There is no such thing as a "cross division" operation, so we can't do anything similar to $A=C / B$ . In fact, there is no unique solution for vector $\mathbf{A}$ . There are an infinite number of vectors that can be crossed with $\mathbf{B}$ to yield vector $\mathbf{C}$ ; the smaller the angle between $\mathbf{A}$ and $\mathbf{B}$ , the larger the magnitude $\mathbf{A}$ must have to yield a given vector $\mathbf{C}$ .

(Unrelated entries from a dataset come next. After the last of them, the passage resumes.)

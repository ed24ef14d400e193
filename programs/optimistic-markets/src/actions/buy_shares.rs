use anchor_lang::prelude::*;

use super::{require_phase, GateContext};
use crate::errors::OracleMarketsError;
use crate::phase::Phase;
use crate::state::BetOption;

pub fn available(ctx: &GateContext) -> Result<()> {
    require_phase(ctx, Phase::TradingOpen)?;

    let market = ctx.market.ok_or(OracleMarketsError::WrongPhase)?;
    require!(ctx.now < market.end_time, OracleMarketsError::DeadlinePassed);

    Ok(())
}

pub fn validate(ctx: &GateContext, _option: BetOption, amount: u64) -> Result<()> {
    available(ctx)?;

    require!(amount > 0, OracleMarketsError::ZeroAmount);
    require!(
        ctx.account.token_balance >= amount,
        OracleMarketsError::InsufficientBalance
    );

    Ok(())
}
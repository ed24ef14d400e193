use anchor_lang::prelude::*;

use super::{require_phase, GateContext};
use crate::errors::OracleMarketsError;
use crate::phase::Phase;
use crate::state::Outcome;

/// Trigger the jury draw for a disputed market.
///
/// An expired draw gets its own reason so callers can hide the market
/// instead of offering a retry.
pub fn fetch_available(ctx: &GateContext) -> Result<()> {
    require!(ctx.phase != Phase::Expired, OracleMarketsError::JurySelectionExpired);
    require_phase(ctx, Phase::AwaitingJury)?;
    require!(!ctx.jury_expired, OracleMarketsError::JurySelectionExpired);
    Ok(())
}

pub fn vote_available(ctx: &GateContext) -> Result<()> {
    require_phase(ctx, Phase::JuryVoting)?;
    require!(ctx.roles.juror, OracleMarketsError::NotJuror);
    require!(!ctx.account.flags.has_voted, OracleMarketsError::AlreadyVoted);

    let resolution = ctx.resolution.ok_or(OracleMarketsError::WrongPhase)?;
    require!(ctx.now < resolution.voting_end, OracleMarketsError::DeadlinePassed);

    Ok(())
}

/// A vote must back one of the two contested outcomes.
pub fn validate_vote(ctx: &GateContext, outcome: Outcome) -> Result<()> {
    vote_available(ctx)?;

    let resolution = ctx.resolution.ok_or(OracleMarketsError::WrongPhase)?;
    require!(
        outcome.is_proposable()
            && (outcome == resolution.proposed_outcome || outcome == resolution.disputed_outcome),
        OracleMarketsError::InvalidOutcome
    );

    Ok(())
}
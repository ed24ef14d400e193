use anchor_lang::prelude::*;

use crate::constants::*;

/// ─── Deadline Kind ────────────────────────────────────────────────
#[derive(AnchorSerialize, AnchorDeserialize, Clone, Copy, Debug, PartialEq, Eq, PartialOrd, Ord)]
pub enum DeadlineKind {
    /// Market trading deadline.
    EndTime,
    DisputeWindowEnd,
    VotingEnd,
    /// Juror stake unlock.
    UnlockTime,
}

/// Expiry classification of a single deadline.
#[derive(Clone, Copy, Debug, PartialEq, Eq)]
pub struct DeadlineStatus {
    pub kind: DeadlineKind,
    pub at: i64,
    /// `now >= at`.
    pub has_passed: bool,
    /// Seconds until `at`, 0 once passed.
    pub remaining: u64,
}

impl DeadlineStatus {
    pub fn evaluate(kind: DeadlineKind, at: i64, now: i64) -> Self {
        Self {
            kind,
            at,
            has_passed: has_passed(at, now),
            remaining: remaining_seconds(at, now),
        }
    }

    /// Live countdown: `0 < remaining <= 30 min`.
    pub fn is_countdown(&self) -> bool {
        self.remaining > 0 && self.remaining <= COUNTDOWN_THRESHOLD_SECONDS
    }

    pub fn breakdown(&self) -> Countdown {
        Countdown::from_seconds(self.remaining)
    }
}

/// Classify every supplied deadline against `now`.
pub fn evaluate_all(deadlines: &[(DeadlineKind, i64)], now: i64) -> Vec<DeadlineStatus> {
    deadlines
        .iter()
        .map(|&(kind, at)| DeadlineStatus::evaluate(kind, at, now))
        .collect()
}

pub fn has_passed(at: i64, now: i64) -> bool {
    now >= at
}

pub fn remaining_seconds(at: i64, now: i64) -> u64 {
    u64::try_from(at.saturating_sub(now)).unwrap_or(0)
}

/// Whether the jury-draw seed is gone.
///
/// The seed comes from the block hash at dispute time, which stops being
/// retrievable after [`BLOCKHASH_WINDOW`] blocks. Exactly 256 is still valid.
/// Monotonic in `blocks_elapsed`: once true it stays true.
pub fn is_jury_selection_expired(blocks_elapsed: u64) -> bool {
    is_jury_selection_expired_with(blocks_elapsed, BLOCKHASH_WINDOW)
}

pub fn is_jury_selection_expired_with(blocks_elapsed: u64, window: u64) -> bool {
    blocks_elapsed > window
}

/// Whether a ledger rejection of the jury draw means the seed has expired.
pub fn is_blockhash_expiry_rejection(message: &str) -> bool {
    BLOCKHASH_EXPIRY_MARKERS
        .iter()
        .any(|marker| message.contains(marker))
}

/// Human-scale bucketing of a remaining duration. Display only.
#[derive(Clone, Copy, Debug, PartialEq, Eq, Default)]
pub struct Countdown {
    pub days: u64,
    pub hours: u64,
    pub minutes: u64,
    pub seconds: u64,
}

impl Countdown {
    pub fn from_seconds(total: u64) -> Self {
        Self {
            days: total / 86_400,
            hours: (total % 86_400) / 3_600,
            minutes: (total % 3_600) / 60,
            seconds: total % 60,
        }
    }
}

/// `MM:SS`, minutes unbounded.
pub fn format_clock(remaining: u64) -> String {
    format!("{:02}:{:02}", remaining / 60, remaining % 60)
}

/// `"4m 10s"`, `"10s"`, or `expired_label` once nothing remains.
pub fn format_compact(remaining: u64, expired_label: &str) -> String {
    if remaining == 0 {
        return expired_label.to_string();
    }
    let minutes = remaining / 60;
    let seconds = remaining % 60;
    if minutes > 0 {
        format!("{}m {}s", minutes, seconds)
    } else {
        format!("{}s", seconds)
    }
}
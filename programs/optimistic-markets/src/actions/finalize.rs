use anchor_lang::prelude::*;

use super::{require_phase, GateContext};
use crate::errors::OracleMarketsError;
use crate::phase::Phase;

/// Anyone may finalize once the dispute window lapses undisputed.
pub fn undisputed_available(ctx: &GateContext) -> Result<()> {
    require_phase(ctx, Phase::ReadyToFinalizeUndisputed)?;

    let resolution = ctx.resolution.ok_or(OracleMarketsError::WrongPhase)?;
    require!(
        ctx.now >= resolution.dispute_window_end,
        OracleMarketsError::DeadlineNotReached
    );

    Ok(())
}

/// Anyone may finalize once jury voting has ended.
pub fn dispute_available(ctx: &GateContext) -> Result<()> {
    require_phase(ctx, Phase::ReadyToFinalizeDispute)?;

    let resolution = ctx.resolution.ok_or(OracleMarketsError::WrongPhase)?;
    require!(
        ctx.now >= resolution.voting_end,
        OracleMarketsError::DeadlineNotReached
    );

    Ok(())
}
use anchor_lang::prelude::*;

use super::AccountState;
use crate::errors::OracleMarketsError;
use crate::state::ProtocolConfig;

// Juror staking is account-level: it carries no market id and is never
// offered through a market's action set.

/// Join the juror pool.
pub fn stake_available(account: &AccountState, config: &ProtocolConfig) -> Result<()> {
    require!(
        !account.juror_stake.is_staked(),
        OracleMarketsError::AlreadyStaked
    );
    require!(
        account.token_balance >= config.min_juror_stake,
        OracleMarketsError::InsufficientBalance
    );
    Ok(())
}

/// Withdraw juror stake once `unlock_time` is reached.
pub fn unstake_available(account: &AccountState, now: i64) -> Result<()> {
    let stake = &account.juror_stake;
    require!(stake.is_staked(), OracleMarketsError::NoStake);
    require!(now >= stake.unlock_time, OracleMarketsError::StakeLocked);
    Ok(())
}
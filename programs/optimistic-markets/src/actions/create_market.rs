use anchor_lang::prelude::*;

use crate::constants::*;
use crate::errors::OracleMarketsError;
use crate::state::ProtocolConfig;

/// Parameters for proposing a new market.
#[derive(AnchorSerialize, AnchorDeserialize, Clone, Debug, PartialEq, Eq)]
pub struct CreateMarketParams {
    /// Prediction question (max 256 bytes).
    pub question: String,

    pub option_a: String,

    pub option_b: String,

    /// Trading deadline (Unix timestamp).
    pub end_time: i64,
}

/// Check a market proposal before the creation stake is committed.
///
/// The market must run between ten minutes and one year, and the creator
/// must hold `market_creation_stake_amount`.
pub fn validate_create_market(
    params: &CreateMarketParams,
    token_balance: u64,
    config: &ProtocolConfig,
    now: i64,
) -> Result<()> {
    require!(
        !params.question.trim().is_empty()
            && !params.option_a.trim().is_empty()
            && !params.option_b.trim().is_empty(),
        OracleMarketsError::MissingMarketText
    );
    require!(
        params.question.len() <= MAX_QUESTION_LEN,
        OracleMarketsError::QuestionTooLong
    );

    require!(params.end_time > now, OracleMarketsError::EndTimeInPast);
    let duration = params.end_time.saturating_sub(now);
    require!(
        duration >= MIN_MARKET_DURATION_SECONDS,
        OracleMarketsError::DurationTooShort
    );
    require!(
        duration <= MAX_MARKET_DURATION_SECONDS,
        OracleMarketsError::DurationTooLong
    );

    require!(
        token_balance >= config.market_creation_stake_amount,
        OracleMarketsError::InsufficientBalance
    );

    Ok(())
}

To solve $\mathbf{A} \times \mathbf{B}=\mathbf{C}$ for vector $\mathbf{A}$ , we will need to know vectors $\mathbf{B}$ and $\mathbf{C}$ , along with one other piece of information, such as the magnitude of vector $\mathbf{A}$ or the angle $\theta$ between $\mathbf{A}$ and $\mathbf{B}$ . Suppose the magnitude $A$ of vector $\mathbf{A}$ is known; then since $|\mathbf{A} \times \mathbf{B}|=A B \sin \theta=C$ , we have

$\sin \theta=\frac{C}{A B}$

On the other hand, if $\theta$ is known, then

$A=\frac{C}{B \sin \theta} .$

In either case, we now know both the magnitude $A$ and the angle $\theta$ . Then since $\mathbf{A} \cdot \mathbf{B}=A B \cos \theta$ , we can now find the dot product $\mathbf{A} \cdot \mathbf{B}$ . Now let's take

$\mathbf{A} \times \mathbf{B}=\mathbf{C} .$

Crossing both sides on the right with vector $\mathbf{B}$ , we get

$(\mathbf{A} \times \mathbf{B}) \times \mathbf{B}=\mathbf{C} \times \mathbf{B} .$

The left-hand side is a vector triple product; applying Eq. (32.3.8), we get

$\mathbf{B}(\mathbf{A} \cdot \mathbf{B})-B^{2} \mathbf{A}=\mathbf{C} \times \mathbf{B}$

Solving for vector $\mathbf{A}$ , we find

$\mathbf{A}=\frac{1}{B^{2}}[(\mathbf{B} \times \mathbf{C})+(\mathbf{A} \cdot \mathbf{B}) \mathbf{B}]$

So if either $A$ or $\theta$ is known, then we can find $\mathbf{A} \cdot \mathbf{B}=A B \cos \theta$ ; knowing this and $\mathbf{B}$ and $\mathbf{C}$ , Eq. (32.25) lets us solve for vector $\mathbf{A}$ (provided $\mathbf{B}, \mathbf{C} \neq \mathbf{0}$ ).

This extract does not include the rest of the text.